On January 2, 2018, my first workout at Crux Fitness, I stepped outside my fitness comfort zone, quite arguably for the first time since I began lifting weights at age 14.
I’m actually no stranger to a gym. I first lifted weights at the age of 14 in the hot and musky weight room of Central Gwinnett High School — part of freshman football summer workouts. There, I first experienced the barbell bench press, barbell squats, dumbbell curls, and various leg machines, i.e., the standards of any gym. I was no natural bodybuilder but I picked it up pretty well, I liked to exercise, and I enjoyed the camaraderie of working out with teammates. Fast-forward to college at the University of Georgia: the campus’s student recreational center was one of my hotspots. My roommates and I would hit the weight room there a couple nights of the week, again hitting the barbell bench press, barbell squats, dumbbell curls, and various leg machines, but also scoping out the female talent on campus. It was as much of a social activity as anything else in college, but I’d go through my usual weight lifting routine. Nothing much changed when I went to law school on the fitness front: I found the student recreational center at Ole Miss, hit the barbell bench press, barbell squats, dumbbell curls, and various leg machines in the weight room and had a good time relieving some law school stress through exercise.
Since completing my formal education, I’ve been a member at a number of over-franchised, generic, opened 24-hour gyms. Over the years of paying for these gym memberships, my fitness routine declined from up to 6 days per week, to 3 days, to 2, to, well, “occasionally.” When I did go, I found my familiar equipment and exercises: the barbell bench press, barbell squats, dumbbell curls, and various leg machines.
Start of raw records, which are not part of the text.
use std::path::PathBuf;
use std::time::{Duration, Instant};

use clap::Parser;
use sausage_script::console::{ConsoleHost, ConsoleOptions};
use sausage_script::{Diagnostic, Interpreter, Program, ScriptError, ScriptResult, Status};

#[derive(Parser)]
#[command(name = "sausage")]
#[command(about = "Run a Sausage Script game")]
#[command(version)]
#[command(arg_required_else_help = true)]
struct Cli {
    /// Script source identifier (`.ss` is appended when the bare name does not exist)
    source: Option<String>,

    /// Run script text directly; every line is code
    #[arg(short = 'e', long, conflicts_with = "source")]
    eval: Option<String>,

    /// Interpreter time budget per frame, in milliseconds
    #[arg(long, env = "SAUSAGE_TIMEOUT", default_value_t = 20)]
    timeout: u64,

    /// Frame period, in milliseconds
    #[arg(long, env = "SAUSAGE_FRAME", default_value_t = 16)]
    frame: u64,

    /// Exit after this many frames even if the script has not stopped
    #[arg(long)]
    max_frames: Option<u64>,

    /// Directory for matrix files used by `load` and `save`
    #[arg(long, env = "SAUSAGE_DATA", default_value = ".")]
    data_dir: PathBuf,

    /// Seed for the random number source
    #[arg(long)]
    seed: Option<u64>,

    /// Read key presses from the terminal for `getkey`
    #[arg(long)]
    keys: bool,
}

/// Install a log subscriber when `RUST_LOG` is set, e.g. `RUST_LOG=sausage_script=debug`.
fn init_tracing() {
    use tracing_subscriber::{fmt, prelude::*, EnvFilter};

    if std::env::var("RUST_LOG").is_ok() {
        tracing_subscriber::registry()
            .with(
                fmt::layer()
                    .with_writer(std::io::stderr)
                    .with_target(true)
                    .with_level(true),
            )
            .with(EnvFilter::from_default_env())
            .init();
    }
}

fn main() {
    init_tracing();
    let cli = Cli::parse();

    if let Err(e) = run(&cli) {
        eprintln!("{e}");
        std::process::exit(1);
    }
}

fn run(cli: &Cli) -> ScriptResult<()> {
    let program = match (&cli.eval, &cli.source) {
        (Some(code), _) => Program::from_code("<eval>", code)?,
        (None, Some(source)) => Program::load(source)?,
        (None, None) => {
            return Err(Diagnostic::new(ScriptError::Load).with_detail("no script given"));
        }
    };

    let host = ConsoleHost::new(ConsoleOptions {
        data_dir: cli.data_dir.clone(),
        seed: cli.seed,
        keys: cli.keys,
    })
    .map_err(|e| {
        Diagnostic::new(ScriptError::Host).with_detail(format!("cannot set up terminal: {e}"))
    })?;

    let mut interpreter = Interpreter::new(program, host);
    let timeout = Duration::from_millis(cli.timeout);
    let frame = Duration::from_millis(cli.frame);
    let mut frames = 0u64;

    while interpreter.status() != Status::Done {
        let frame_start = Instant::now();
        interpreter.run(timeout)?;
        frames += 1;
        if cli.max_frames.is_some_and(|max| frames >= max) {
            tracing::info!(frames, "frame limit reached");
            interpreter.stop();
            break;
        }
        if let Some(rest) = frame.checked_sub(frame_start.elapsed()) {
            std::thread::sleep(rest);
        }
    }

    tracing::debug!(frames, "script finished");
    Ok(())
}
I undoubtedly had built a fortress around my comfort zone at the gym.
In the past 8 weeks of this Challenge, Crux trainer Daniel LeBlanc has had myself and the rest of the class flipping a large tractor tire, swinging a sledge hammer, doing various burpees and other compound calisthenics movements, sprinting on treadmills, using a row machine, and the list of unique exercises goes on and on. So many exercises, movements, and equipment have been completely new to me. We actually have done my familiar barbell bench press, barbell squats, and dumbbell curls, but Crux does not allow me to limit myself to just those familiar exercises.
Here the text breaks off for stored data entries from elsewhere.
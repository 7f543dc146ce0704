#![allow(clippy::return_self_not_must_use)]

pub mod console;
pub mod env;
pub mod error;
pub mod eval;
pub mod host;
pub mod lexer;

pub use error::{Diagnostic, ScriptError, ScriptResult};
pub use eval::{Interpreter, Status};
pub use host::{Host, Rgb};
pub use lexer::Program;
After keeping myself outside my fitness comfort zone for 8 weeks, I can now recognize that the self-imposed limitations in my fitness routine kept me from being my best self. And why did I limit what I was willing to do? I recognize now that I only did what I liked at the gym — what was easy for me. But I only got what I already had out doing that: results were always the same. Through this Get Fit Challenge experience, I now understand that what is good for me (i.e., my body, mind, and health) is often exactly the opposite of what I “like.” Doing things I don’t like, and am not good at, are giving me positive results. So what is good for me is a CHALLENGE, mentally and physically, not a comfort zone.